Preview: Steen and the Blues look to capitalize against slumping Panthers
Led by the streaking Alexander Steen, the St. Louis Blues appear to be back to their winning ways.
The veteran forward looks to extend his career-high goal streak to six games while trying to help the visiting Blues to a third straight win Friday night against the slumping Florida Panthers.
Steen had eight goals in 40 games during the lockout-shortened 2012-13 season, but he's scored seven of his NHL-leading 11 while St. Louis (7-1-2) has earned at least one point in five straight contests. He never scored more than 24 goals in any of his previous eight seasons.
Though Steen is reluctant to talk about his early surge, his teammates have no trouble throwing praise his way.
"Pretty impressive, isn't he?" defenseman Alex Pietrangelo said. "He works his tail off day in and day out. He deserves all of this success. We've just got to make sure he keeps going."
Steen, who ranks among the league leaders with 16 points and has a goal in all but one game, scored the tiebreaker on a power play with 59.4 seconds left in a 3-2 win over Winnipeg on Tuesday.
"He's been great all over the ice, not just scoring goals," said teammate T.J. Oshie, who has a goal and five assists in the last five games. "On the forecheck, on the backcheck, he's something.
"It's just a lot of fun to play with a guy like that."

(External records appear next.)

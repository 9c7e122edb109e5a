// SPDX-FileCopyrightText: 2026 Botforge Contributors
// SPDX-License-Identifier: MIT OR Apache-2.0

//! The generation flow: prompt in, persisted file set out.
//!
//! The bot record is created lazily on the first generation request. Each
//! cycle appends exactly one user turn and one assistant turn to the
//! conversation history.

use botforge_core::types::{now_rfc3339, BotRecord};
use botforge_core::{BotStatus, BotforgeError, RuntimeStatus, TurnRole};
use tracing::{error, info};

use crate::orchestrator::Orchestrator;
use crate::outcome::GenerateOutcome;

impl Orchestrator {
    /// Generate (or regenerate) a bot's source files from a prompt.
    ///
    /// On generator failure the record is marked `status = error` and the
    /// error propagates; prior files and history are left untouched.
    pub async fn generate_bot(
        &self,
        bot_id: &str,
        user_id: &str,
        prompt: &str,
        token: &str,
    ) -> Result<GenerateOutcome, BotforgeError> {
        Self::validate_target(bot_id, user_id)?;
        if prompt.trim().is_empty() {
            return Err(BotforgeError::Validation("prompt must not be empty".into()));
        }
        if token.trim().is_empty() {
            return Err(BotforgeError::Validation("token must not be empty".into()));
        }

        let _guard = self.locks.acquire(bot_id).await;

        if self.store.get_bot(bot_id).await?.is_none() {
            let now = now_rfc3339();
            self.store
                .create_bot(&BotRecord {
                    id: bot_id.to_string(),
                    user_id: user_id.to_string(),
                    name: format!("bot-{bot_id}"),
                    token: token.to_string(),
                    status: BotStatus::Creating,
                    runtime_status: RuntimeStatus::Stopped,
                    container_id: None,
                    image_tag: None,
                    files_stored: false,
                    pipeline_generation: 0,
                    last_restart: None,
                    last_activity: None,
                    created_at: now.clone(),
                    updated_at: now,
                })
                .await?;
            info!(bot_id, user_id, "bot record created");
        }

        let history = self.store.list_turns(bot_id).await?;
        let generated = match self.codegen.generate(prompt, token, &history).await {
            Ok(generated) => generated,
            Err(e) => {
                error!(bot_id, error = %e, "code generation failed");
                self.store.update_status(bot_id, BotStatus::Error).await?;
                return Err(e);
            }
        };

        self.store
            .upsert_files(bot_id, user_id, &generated.files)
            .await?;
        self.store.set_files_stored(bot_id, true).await?;
        self.store
            .append_turn(bot_id, TurnRole::User, prompt)
            .await?;
        self.store
            .append_turn(bot_id, TurnRole::Assistant, &generated.explanation)
            .await?;
        self.store.update_status(bot_id, BotStatus::Active).await?;
        info!(bot_id, files = generated.files.len(), "bot code generated");

        let files_uploaded = generated.files.len();
        Ok(GenerateOutcome {
            files: generated.files,
            explanation: generated.explanation,
            files_uploaded,
        })
    }
}

#[cfg(test)]
mod tests {
    use super::*;
    use crate::test_support::rig;

    #[tokio::test]
    async fn first_generation_creates_the_record() {
        let rig = rig().await;

        let outcome = rig
            .orch
            .generate_bot("b1", "u1", "make an echo bot", "123:tok")
            .await
            .unwrap();
        assert_eq!(outcome.files_uploaded, 3);
        assert_eq!(outcome.explanation, "A canned test bot");

        let bot = rig.store.get_bot("b1").await.unwrap().unwrap();
        assert_eq!(bot.status, BotStatus::Active);
        assert_eq!(bot.runtime_status, RuntimeStatus::Stopped);
        assert!(bot.files_stored);

        let main = rig.store.get_file("b1", "main.py").await.unwrap();
        assert!(main.unwrap().contains("BOT_TOKEN"));
    }

    #[tokio::test]
    async fn each_cycle_appends_one_user_and_one_assistant_turn() {
        let rig = rig().await;
        rig.orch
            .generate_bot("b1", "u1", "make an echo bot", "123:tok")
            .await
            .unwrap();
        rig.orch
            .generate_bot("b1", "u1", "add a /start command", "123:tok")
            .await
            .unwrap();

        let turns = rig.store.list_turns("b1").await.unwrap();
        assert_eq!(turns.len(), 4);
        assert_eq!(turns[0].role, TurnRole::User);
        assert_eq!(turns[0].content, "make an echo bot");
        assert_eq!(turns[1].role, TurnRole::Assistant);
        assert_eq!(turns[2].content, "add a /start command");

        // The second call replayed the first cycle's history.
        let entries = rig.log.entries();
        assert!(entries[0].ends_with("(history=0)"));
        assert!(entries[1].ends_with("(history=2)"));
    }

    #[tokio::test]
    async fn generator_failure_marks_the_record() {
        let rig = rig().await;
        rig.orch
            .generate_bot("b1", "u1", "make an echo bot", "123:tok")
            .await
            .unwrap();
        rig.codegen.fail("model overloaded");

        let err = rig
            .orch
            .generate_bot("b1", "u1", "break it", "123:tok")
            .await
            .unwrap_err();
        assert!(err.to_string().contains("model overloaded"));

        let bot = rig.store.get_bot("b1").await.unwrap().unwrap();
        assert_eq!(bot.status, BotStatus::Error);
        // Previous files survive a failed regeneration.
        assert!(rig.store.get_file("b1", "main.py").await.unwrap().is_some());
    }

    #[tokio::test]
    async fn empty_prompt_is_rejected_before_any_call() {
        let rig = rig().await;
        let err = rig
            .orch
            .generate_bot("b1", "u1", "   ", "123:tok")
            .await
            .unwrap_err();
        assert!(matches!(err, BotforgeError::Validation(_)));
        assert!(rig.log.entries().is_empty());
        assert!(rig.store.get_bot("b1").await.unwrap().is_none());
    }

    #[tokio::test]
    async fn empty_token_is_rejected() {
        let rig = rig().await;
        let err = rig
            .orch
            .generate_bot("b1", "u1", "make a bot", "")
            .await
            .unwrap_err();
        assert!(matches!(err, BotforgeError::Validation(_)));
    }
}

Three of Steen's last four goals have come on the power play, where St. Louis is 4 for 13 in the past three games. The Blues have won two in a row following a 1-1-2 stretch.
They've outscored Florida 13-2 to take three straight matchups, winning 7-0 at home Oct. 5. Jaroslav Halak faced only 19 shots, Jaden Schwartz had a goal with two assists and Steen converted a penalty shot.
"It was a man's game and we didn't rise to the occasion," Florida coach Kevin Dineen said after that contest. "We got outplayed in every aspect of the game."
The Panthers (3-7-2) failed to generate many quality scoring chances despite a season-high seven power-play opportunities in the last meeting. Florida ranks near the bottom of the league converting 4-of-41 chances with the man advantage, and it has gone 1 for 16 while losing six of seven.
For the second time in three games the Panthers erased a two-goal deficit only to lose in a shootout, the latest 4-3 to Tampa Bay on Sunday.
"Unfortunately, we end up on the wrong end of these (shootouts) right now, but there's guys that are pushing hard and that's what we have to keep doing," said Dineen, whose team is 1-2-2 during a six-game home stretch.
Ex-Blues right wing Brad Boyes leads Florida with five goals, snapping a six-game drought Sunday. He's been held without a point in two games against his former team since St. Louis traded him to Buffalo during the 2010-11 season.
Halak is 8-1-0 versus Florida and has a 0.75 goals-against average during a four-game winning streak against the Panthers.